The Quoich Dam area was mapped by A.L. Harris for the Geological Survey in 1961, but more-detailed work was undertaken by A.M. Roberts as part of a PhD study of the stratigraphical and structural significance of the Quoich Line (Roberts and Harris, 1983; Roberts, 1984).
Description
The spillway at the Loch Quoich Dam exposes Moine rocks of the Lower Garry Psammite and the Garry Banded formations separated by a sheet of Quoich Granite Gneiss (Figure 8.11). The bedding and foliation are steeply inclined to subvertical.
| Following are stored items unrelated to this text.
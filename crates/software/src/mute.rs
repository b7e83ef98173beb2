//! Mute modes for the two pairs of strings and the operations a performer's buttons trigger on them.
//!
//! Modes are small closed enums whose declaration order is the order a button press steps through them (see
//! [`CycleConfig`]). Applying a mode sets every affected voice's mute flag and re-sounds the voices whose flag changed
//! while they were playing, so a change is audible immediately rather than at the next note. Every operation ends by
//! refreshing the display.

use crate::{
    Gurdy,
    configuration::CycleConfig,
    display::Display,
    voice::{SoundTransport, StringVoice},
};
use num_derive::{FromPrimitive, ToPrimitive};

/// Which melody strings sound. There is deliberately no mode muting both: a hurdy-gurdy without melody is not much
/// of an instrument.
#[derive(Debug, Default, Copy, Clone, ToPrimitive, FromPrimitive, PartialEq)]
#[cfg_attr(feature = "defmt", derive(defmt::Format))]
pub enum MelodyMute {
    /// Both melody strings sound.
    #[default]
    BothOn,
    /// Only the high melody string sounds.
    HighOnly,
    /// Only the low melody string sounds.
    LowOnly,
}
impl CycleConfig for MelodyMute {}

impl MelodyMute {
    /// Mute flags for the high and low melody strings, in that order.
    pub fn mutes(self) -> (bool, bool) {
        match self {
            Self::BothOn => (false, false),
            Self::HighOnly => (false, true),
            Self::LowOnly => (true, false),
        }
    }
}

/// Which of the drone and trompette strings sound. The buzz always follows the trompette.
#[derive(Debug, Default, Copy, Clone, ToPrimitive, FromPrimitive, PartialEq)]
#[cfg_attr(feature = "defmt", derive(defmt::Format))]
pub enum DroneMute {
    /// Neither string sounds.
    BothOff,
    /// Only the drone sounds.
    DroneOnly,
    /// Only the trompette (and buzz) sound.
    TrompOnly,
    /// Both strings sound.
    #[default]
    BothOn,
}
impl CycleConfig for DroneMute {}

impl DroneMute {
    /// The mode matching the given mute flags.
    pub fn from_mutes(drone_muted: bool, trompette_muted: bool) -> Self {
        match (drone_muted, trompette_muted) {
            (true, true) => Self::BothOff,
            (false, true) => Self::DroneOnly,
            (true, false) => Self::TrompOnly,
            (false, false) => Self::BothOn,
        }
    }

    /// Mute flags for the drone and trompette, in that order.
    pub fn mutes(self) -> (bool, bool) {
        match self {
            Self::BothOff => (true, true),
            Self::DroneOnly => (false, true),
            Self::TrompOnly => (true, false),
            Self::BothOn => (false, false),
        }
    }

    /// Flips the drone while leaving the trompette as it is.
    pub fn toggle_drone(self) -> Self {
        match self {
            Self::BothOff => Self::DroneOnly,
            Self::DroneOnly => Self::BothOff,
            Self::TrompOnly => Self::BothOn,
            Self::BothOn => Self::TrompOnly,
        }
    }

    /// Flips the trompette while leaving the drone as it is.
    pub fn toggle_trompette(self) -> Self {
        match self {
            Self::BothOff => Self::TrompOnly,
            Self::TrompOnly => Self::BothOff,
            Self::DroneOnly => Self::BothOn,
            Self::BothOn => Self::DroneOnly,
        }
    }
}

/// Sets a voice's mute flag, re-sounding it if the flag changed while it was playing.
fn apply(voice: &mut StringVoice, mute: bool, transport: &mut impl SoundTransport) {
    if voice.mute() == mute {
        return;
    }
    voice.set_mute(mute);
    if voice.is_playing() {
        voice.resound(transport);
    }
}

impl Gurdy {
    fn apply_melody_mute(&mut self, mode: MelodyMute, transport: &mut impl SoundTransport) {
        let (high, low) = mode.mutes();
        apply(&mut self.high_melody, high, transport);
        apply(&mut self.low_melody, low, transport);
        self.melody_mute = mode;
    }

    fn apply_drone_mute(&mut self, mode: DroneMute, transport: &mut impl SoundTransport) {
        let (drone, trompette) = mode.mutes();
        apply(&mut self.drone, drone, transport);
        apply(&mut self.trompette, trompette, transport);
        apply(&mut self.buzz, trompette, transport);
        self.drone_mute = mode;
    }

    /// Steps the melody strings through both on, high only, low only, and back.
    pub fn cycle_melody_mute(
        &mut self,
        transport: &mut impl SoundTransport,
        display: &mut impl Display,
    ) {
        let mode = self.melody_mute.cycle();
        info!("Melody mute: {}", mode);
        self.apply_melody_mute(mode, transport);
        self.refresh_display(display, false);
    }

    /// Steps the drone and trompette through both off, drone only, trompette only, both on, and back.
    pub fn cycle_drone_mute(
        &mut self,
        transport: &mut impl SoundTransport,
        display: &mut impl Display,
    ) {
        let mode = self.drone_mute.cycle();
        info!("Drone/trompette mute: {}", mode);
        self.apply_drone_mute(mode, transport);
        self.refresh_display(display, false);
    }

    /// Mutes or unmutes the drone alone.
    pub fn toggle_drone_mute(
        &mut self,
        transport: &mut impl SoundTransport,
        display: &mut impl Display,
    ) {
        let mode = self.drone_mute.toggle_drone();
        info!("Drone/trompette mute: {}", mode);
        self.apply_drone_mute(mode, transport);
        self.refresh_display(display, false);
    }

    /// Mutes or unmutes the trompette (and with it the buzz) alone.
    pub fn toggle_trompette_mute(
        &mut self,
        transport: &mut impl SoundTransport,
        display: &mut impl Display,
    ) {
        let mode = self.drone_mute.toggle_trompette();
        info!("Drone/trompette mute: {}", mode);
        self.apply_drone_mute(mode, transport);
        self.refresh_display(display, false);
    }
}
use core::fmt;

/// Reasons a crank configuration cannot drive the instrument sensibly.
///
/// Configuration is checked once at startup; nothing on the control path returns errors.
#[derive(Debug, Clone, Copy, PartialEq)]
#[cfg_attr(feature = "defmt", derive(defmt::Format))]
pub enum ConfigError {
    /// The optical wheel must have at least one spoke to produce edges.
    NoSpokes,
    /// The optical decay factor must lie in `[0.0, 1.0]`.
    DecayFactorOutOfRange(f32),
    /// The level at which sound starts must not lie below the level at which expression peaks.
    EmptyExpressionRange,
    /// Sound must stop at a materially lower level than the one it starts at.
    InvertedHysteresis {
        /// Level at which sound starts.
        start: u16,
        /// Level below which sound stops.
        stop: u16,
    },
    /// The geared crank can never reach its start threshold because the cap is lower.
    UnreachableThreshold {
        /// Level at which sound starts.
        start: u16,
        /// Maximum level the accumulator is allowed to reach.
        max: u16,
    },
    /// Spin must be added faster than it decays or the accumulator cannot smooth the motor's pulses.
    DecayNotBelowWeight {
        /// Amount added per sample showing motion.
        weight: u16,
        /// Amount removed per sample without motion.
        decay: u16,
    },
}

impl fmt::Display for ConfigError {
    fn fmt(&self, f: &mut fmt::Formatter<'_>) -> fmt::Result {
        match self {
            Self::NoSpokes => write!(f, "optical crank wheel has no spokes"),
            Self::DecayFactorOutOfRange(factor) => {
                write!(f, "decay factor {factor} is outside 0.0..=1.0")
            }
            Self::EmptyExpressionRange => {
                write!(f, "expression maximum is not above the start threshold")
            }
            Self::InvertedHysteresis { start, stop } => write!(
                f,
                "stop threshold {stop} is not below start threshold {start}"
            ),
            Self::UnreachableThreshold { start, max } => {
                write!(f, "start threshold {start} exceeds maximum spin {max}")
            }
            Self::DecayNotBelowWeight { weight, decay } => {
                write!(f, "spin decay {decay} is not below spin weight {weight}")
            }
        }
    }
}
The upper, western 100 m of the spillway expose mainly psammites and quartzites of the Lower Garry Psammite Formation. Roberts and Harris (1983) interpreted this unit as a transitional lithology marking the Glenfinnan Group-Loch Eil Group boundary, but here it is assigned to the Loch Eil Group (see 'Introduction', this chapter, and (Figure 8.3)). The rocks display a uniform, centimetre-scale lithological layering suggestive of high tectonic strain, although locally a few highly deformed cross-beds can still be discerned. Two sets of folds are apparent: an early set of small-scale, steeply plunging, tight to isoclinal folds, and a later set of gently plunging, tight, asymmetrical folds which verge to the west. These fold sets have been assigned, respectively, to D2 and D3 deformation phases in this part of the Moine outcrop (Roberts and Harris, 1983; Roberts and Barr, 1988). Biotite and muscovite define a penetrative schistosity which is axial planar to the D2 folds. A 1 m-thick migmatitic pelite separates these psammites from the Quoich Granite Gneiss, which crops out in the lower 75 m of exposure in the spillway (Figure 8.11)a,b. The Garry Banded Formation crops out to the south-east of the granite gneiss and comprises psammite and gneissose pelite inter-layered on a centimetre-scale. Within the pelitic layers, quartzofeldspathic migmatitic segregations and veins are common and some veins are isoclinally folded, possibly by D2 structures. Roberts and Harris (1983) again interpreted these rocks as transitional between the Glenfinnan Group and the Loch Eil Group. The Upper Garry Psammite Formation, which consists of more-typical Loch Eil Group psammites, outcrops c. 500 m farther east (Roberts and Harris, 1983; Roberts and Barr, 1988).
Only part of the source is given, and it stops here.